No sé si lo conoce. El Sr. González. Gerardo González.
¡Lo conozco!, exclamó el Sr. Thompson. Es decir, lo conocía. Falleció hace un mes, más o menos.
Así es, dijo Míster O’Malley.
Un buen hombre, dijo el Sr. Thompson. ¡Y tan rebosante de salud! No somos nada…
En este caso, el Sr. González sí era, se atrevió a contradecirlo Míster O’Malley, mientras daba un sorbito a su copa de jerez. Era el titular de un seguro de vida, por un monto de diez mil libras esterlinas, del cual es su única beneficiaria su esposa, la Señora…
Míster O’Malley revisó sus papeles. El Sr. Thompson se le adelantó.
La Señora González. Clarita González. ¡Una gran mujer!
No me cabe duda, dijo el irlandés. El caso es que, según consta en su certificado de defunción, el Sr. González murió de un paro cardíaco, dos meses después de sacar esa póliza, en la sucursal de Buenos Aires.
Mire Usted…
Los médicos de la compañía le habían hecho un examen completo, y lo encontraron en un estado de salud inmejorable.
¡Oh!
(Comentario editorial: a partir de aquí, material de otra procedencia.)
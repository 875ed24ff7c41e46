//! Summarization and structured-field extraction seam.
//!
//! Summaries and field extraction are produced by a separate collaborator
//! with its own contract; this module only pins down that contract and ships
//! a disabled default so the response shape stays stable while the
//! collaborator is absent. Downstream accuracy is explicitly not guaranteed
//! here.

use async_trait::async_trait;
use serde::Serialize;
use thiserror::Error;

/// Errors raised by summarization collaborators.
#[derive(Debug, Error)]
pub enum SummarizeError {
    /// The collaborator was unable to produce a summary.
    #[error("Summarization failed: {0}")]
    Failed(String),
}

/// One extracted field with the collaborator's confidence in it.
#[derive(Debug, Clone, Default, Serialize, PartialEq)]
pub struct FieldValue {
    /// Extracted value; empty until a collaborator populates it.
    pub value: String,
    /// Confidence in `[0, 1]`; zero until populated.
    pub confidence: f64,
}

/// The fixed five-field structured extraction attached to every success
/// response.
#[derive(Debug, Clone, Default, Serialize, PartialEq)]
pub struct DocumentFields {
    /// Total amount the bill asks for.
    pub amount_due: FieldValue,
    /// Payment due date.
    pub due_date: FieldValue,
    /// Account number on the bill.
    pub account_number: FieldValue,
    /// Issuing organization.
    pub sender: FieldValue,
    /// Service address the bill covers.
    pub service_address: FieldValue,
}

/// Result of one summarization call.
#[derive(Debug, Clone, Default)]
pub struct SummaryOutcome {
    /// English summary of the document text.
    pub summary_en: String,
    /// Summary translated into the requested target language.
    pub summary_translated: String,
    /// Structured field extraction.
    pub fields: DocumentFields,
}

/// Interface implemented by summarization collaborators.
#[async_trait]
pub trait Summarizer: Send + Sync {
    /// Summarize extracted document text and pull structured fields from it.
    async fn summarize(
        &self,
        text: &str,
        target_lang: &str,
    ) -> Result<SummaryOutcome, SummarizeError>;
}

/// Placeholder collaborator returning empty summaries and zero-confidence
/// fields, keeping the success response shape intact.
pub struct DisabledSummarizer;

#[async_trait]
impl Summarizer for DisabledSummarizer {
    async fn summarize(
        &self,
        _text: &str,
        _target_lang: &str,
    ) -> Result<SummaryOutcome, SummarizeError> {
        Ok(SummaryOutcome::default())
    }
}

/// Build the summarizer for the current deployment.
pub fn get_summarizer() -> Box<dyn Summarizer> {
    Box::new(DisabledSummarizer)
}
Usted está sugiriendo que… don Gerardo pudo haber sido... 
No estoy sugiriendo nada, Sr. Thompson. Pero, puedo asegurárselo, la compañía de seguros exigirá algo más que el certificado de un médico de pueblo, antes de pagar una póliza de diez mil libras.
Lo entiendo, sí…
Sé de lo largos que son los trámites burocráticos, con estos funcionarios sudamericanos, y lo indolentes que son, a la hora de llevar adelante una investigación…
Sí, es verdad, coincidió con el Sr. Thompson, pese a ser él también un nativo del país.
La compañía para la cual trabajo estaría dispuesta a pagar una generosa comisión a quien le ayude a aclarar este asunto. ¿Usted conoce, en este pueblo, a alguien a quien pudiéramos acudir?
El Sr. Thompson dio un sorbo a su copita también él. Tras pensar un momento dijo:
Sí, Míster O’Malley. Conozco al hombre indicado.
¿Ah, sí? ¿Quién es?
Un militar retirado, un sargento del antiguo Regimiento de Artilleros. El Sargento Valeriano Aranda. Un viejito de casi ochenta años, pero muy alerta. No se le escapa un detalle, y conoce a todo el mundo en este lugar.
No me diga.
Es un verdadero sabueso, Míster O’Malley. Si alguien puede descubrir si hubo un asunto turbio aquí, ese hombre es él.
Brindemos por eso, dijo el irlandés.
 
© Emilio Di Tata Roitberg, 2021, 2024.